Try it: The expected output is each line below containing "level", copied in full.

Supplied data:

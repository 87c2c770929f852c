//! CLI definition and dispatch.

use clap::{Parser, Subcommand};
use std::path::{Path, PathBuf};
use std::process::ExitCode;
use std::sync::Arc;
use tokio::sync::{mpsc, watch};
use tracing::{info, warn};
use tracing_subscriber::EnvFilter;

use crate::adapters::csv_adapter::CsvAdapter;
use crate::adapters::csv_audit_adapter::CsvAuditAdapter;
use crate::adapters::file_config_adapter::FileConfigAdapter;
use crate::adapters::momentum_predictor::{MomentumConfig, MomentumPredictor};
use crate::adapters::paper_broker::{PaperBroker, PaperBrokerConfig};
use crate::adapters::tracing_audit_adapter::TracingAuditAdapter;
use crate::domain::config_validation::{
    load_engine_config, parse_or, require_non_negative, require_period, require_positive,
};
use crate::domain::engine::{DecisionEngine, EngineConfig, FeedEvent, RunSummary};
use crate::domain::error::EngineError;
use crate::domain::ohlcv::{Bar, Timeframe};
use crate::domain::portfolio::PortfolioState;
use crate::ports::audit_port::AuditPort;
use crate::ports::config_port::ConfigPort;

const FEED_CHANNEL_CAPACITY: usize = 256;

#[derive(Parser, Debug)]
#[command(name = "tradepilot", about = "Signal and risk decision engine")]
pub struct Cli {
    #[command(subcommand)]
    pub command: Command,
}

#[derive(Subcommand, Debug)]
pub enum Command {
    /// Replay a CSV bar file through the engine against a paper broker
    Replay {
        #[arg(short, long)]
        config: PathBuf,
        #[arg(short, long)]
        bars: PathBuf,
        /// Directory for cycles.csv and trades.csv
        #[arg(short, long)]
        audit: Option<PathBuf>,
        /// Instrument for rows without an instrument column
        #[arg(long)]
        instrument: Option<String>,
        /// Timeframe for rows without a timeframe column
        #[arg(long)]
        timeframe: Option<String>,
    },
    /// Validate a configuration file
    Validate {
        #[arg(short, long)]
        config: PathBuf,
    },
}

pub fn run(cli: Cli) -> ExitCode {
    match cli.command {
        Command::Replay {
            config,
            bars,
            audit,
            instrument,
            timeframe,
        } => run_replay(
            &config,
            &bars,
            audit.as_deref(),
            instrument.as_deref(),
            timeframe.as_deref(),
        ),
        Command::Validate { config } => run_validate(&config),
    }
}

fn fail(err: EngineError) -> ExitCode {
    eprintln!("error: {err}");
    (&err).into()
}

pub fn load_config(path: &Path) -> Result<FileConfigAdapter, ExitCode> {
    FileConfigAdapter::from_file(path).map_err(fail)
}

/// `RUST_LOG` wins over `[logging] level`. `[logging] format = json` switches
/// to JSON lines. Logs go to stderr so stdout stays the report.
pub fn init_logging(config: &dyn ConfigPort) {
    let level = config
        .get_string("logging", "level")
        .unwrap_or_else(|| "info".to_string());
    let filter = EnvFilter::try_from_default_env().unwrap_or_else(|_| EnvFilter::new(level));
    let json = config
        .get_string("logging", "format")
        .is_some_and(|f| f.trim().eq_ignore_ascii_case("json"));

    let builder = tracing_subscriber::fmt()
        .with_env_filter(filter)
        .with_writer(std::io::stderr);
    // A subscriber may already be installed when called more than once in-process.
    let _ = if json {
        builder.json().try_init()
    } else {
        builder.try_init()
    };
}

pub fn load_momentum_config(config: &dyn ConfigPort) -> Result<MomentumConfig, EngineError> {
    let d = MomentumConfig::default();
    let lookback: usize = parse_or(config, "prediction", "lookback", d.lookback)?;
    let sensitivity: f64 = parse_or(config, "prediction", "sensitivity", d.sensitivity)?;
    Ok(MomentumConfig {
        lookback: require_period("prediction", "lookback", lookback)?,
        sensitivity: require_positive("prediction", "sensitivity", sensitivity)?,
    })
}

/// Paper account settings. Volume limits come from the `[instrument.*]`
/// sections already loaded into the risk config.
pub fn load_paper_config(
    config: &dyn ConfigPort,
    engine: &EngineConfig,
) -> Result<PaperBrokerConfig, EngineError> {
    let d = PaperBrokerConfig::default();
    let balance: f64 = parse_or(config, "paper", "balance", d.balance)?;
    let spread: f64 = parse_or(config, "paper", "spread", d.spread)?;
    Ok(PaperBrokerConfig {
        balance: require_positive("paper", "balance", balance)?,
        spread: require_non_negative("paper", "spread", spread)?,
        limits: engine
            .risk
            .instruments
            .iter()
            .map(|(name, spec)| (name.clone(), spec.limits.clone()))
            .collect(),
    })
}

fn resolve_timeframe(
    cli_value: Option<&str>,
    engine: &EngineConfig,
) -> Result<Timeframe, EngineError> {
    match cli_value {
        Some(raw) => raw.parse().map_err(|e: String| EngineError::ConfigInvalid {
            section: "cli".to_string(),
            key: "timeframe".to_string(),
            reason: e,
        }),
        None => Ok(engine.timeframe),
    }
}

fn resolve_instrument(cli_value: Option<&str>, engine: &EngineConfig) -> String {
    cli_value
        .map(|s| s.to_uppercase())
        .or_else(|| engine.risk.allowed.iter().next().cloned())
        .unwrap_or_default()
}

fn run_replay(
    config_path: &Path,
    bars_path: &Path,
    audit_dir: Option<&Path>,
    instrument: Option<&str>,
    timeframe: Option<&str>,
) -> ExitCode {
    let adapter = match load_config(config_path) {
        Ok(a) => a,
        Err(code) => return code,
    };
    init_logging(&adapter);

    let engine_config = match load_engine_config(&adapter) {
        Ok(c) => c,
        Err(e) => return fail(e),
    };
    let momentum = match load_momentum_config(&adapter) {
        Ok(c) => c,
        Err(e) => return fail(e),
    };
    let paper = match load_paper_config(&adapter, &engine_config) {
        Ok(c) => c,
        Err(e) => return fail(e),
    };
    let timeframe = match resolve_timeframe(timeframe, &engine_config) {
        Ok(t) => t,
        Err(e) => return fail(e),
    };
    let instrument = resolve_instrument(instrument, &engine_config);

    let bars = match CsvAdapter::new(instrument, timeframe).read_file(bars_path) {
        Ok(b) => b,
        Err(e) => return fail(e),
    };
    info!(path = %bars_path.display(), bars = bars.len(), "bar file loaded");

    let audit: Arc<dyn AuditPort> = match audit_dir {
        Some(dir) => match CsvAuditAdapter::create(dir) {
            Ok(a) => Arc::new(a),
            Err(e) => return fail(e),
        },
        None => Arc::new(TracingAuditAdapter),
    };
    let broker = Arc::new(PaperBroker::new(paper));
    let predictor = Arc::new(MomentumPredictor::new(momentum));
    let engine = DecisionEngine::new(engine_config, broker.clone(), predictor, audit);

    let runtime = match tokio::runtime::Builder::new_multi_thread()
        .enable_all()
        .build()
    {
        Ok(rt) => rt,
        Err(e) => return fail(EngineError::Io(e)),
    };

    let result = runtime.block_on(replay(&engine, bars));
    match result {
        Ok(summary) => {
            let ledger = runtime.block_on(engine.ledger_snapshot());
            let state = ledger.mark_to_market(&broker.marks());
            print_summary(&summary, &state, broker.balance());
            ExitCode::SUCCESS
        }
        Err(e) => fail(e),
    }
}

async fn replay(engine: &DecisionEngine, bars: Vec<Bar>) -> Result<RunSummary, EngineError> {
    let (feed_tx, feed_rx) = mpsc::channel(FEED_CHANNEL_CAPACITY);
    let (shutdown_tx, shutdown_rx) = watch::channel(false);

    tokio::spawn(async move {
        for bar in bars {
            if feed_tx.send(FeedEvent::Bar(bar)).await.is_err() {
                break;
            }
        }
    });
    tokio::spawn(async move {
        if tokio::signal::ctrl_c().await.is_ok() {
            warn!("interrupt received, stopping after the current cycle");
            let _ = shutdown_tx.send(true);
        }
    });

    engine.run(feed_rx, shutdown_rx).await
}

fn print_summary(summary: &RunSummary, state: &PortfolioState, balance: f64) {
    println!("Replay complete");
    println!("  cycles:          {}", summary.cycles);
    println!("  skipped:         {}", summary.skipped);
    println!("  opened:          {}", summary.opened);
    println!("  closed:          {}", summary.closed);
    println!("  rejected:        {}", summary.rejected);
    println!("  still open:      {}", state.active_count());
    println!("  allocated risk:  {:.2}", state.allocated_risk);
    println!("  realized P/L:    {:.2}", state.realized_pnl);
    println!("  unrealized P/L:  {:.2}", state.unrealized_pnl);
    println!("  paper equity:    {:.2}", state.equity(balance));
    for (instrument, volume) in &state.exposure {
        println!("  exposure {:<8} {:+.2}", instrument, volume);
    }
}

fn run_validate(config_path: &Path) -> ExitCode {
    eprintln!("Validating config: {}", config_path.display());
    let adapter = match load_config(config_path) {
        Ok(a) => a,
        Err(code) => return code,
    };

    let engine = match load_engine_config(&adapter) {
        Ok(c) => c,
        Err(e) => return fail(e),
    };
    if let Err(e) = load_momentum_config(&adapter) {
        return fail(e);
    }
    if let Err(e) = load_paper_config(&adapter, &engine) {
        return fail(e);
    }

    let allowed: Vec<&str> = engine.risk.allowed.iter().map(String::as_str).collect();
    eprintln!("  instruments:     {}", allowed.join(", "));
    eprintln!("  timeframe:       {}", engine.timeframe);
    eprintln!("  window:          {} bars", engine.window_capacity);
    eprintln!("  conflict policy: {:?}", engine.signal.conflict_policy);
    eprintln!(
        "  risk:            {:.2}% per trade, {:.2}% aggregate, {} positions max",
        engine.risk.risk_per_trade * 100.0,
        engine.risk.max_aggregate_risk * 100.0,
        engine.risk.max_positions
    );
    eprintln!("\nConfiguration is valid.");
    ExitCode::SUCCESS
}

Reply:
/// `RUST_LOG` wins over `[logging] level`. `[logging] format = json` switches
    let level = config
        .get_string("logging", "level")
    let filter = EnvFilter::try_from_default_env().unwrap_or_else(|_| EnvFilter::new(level));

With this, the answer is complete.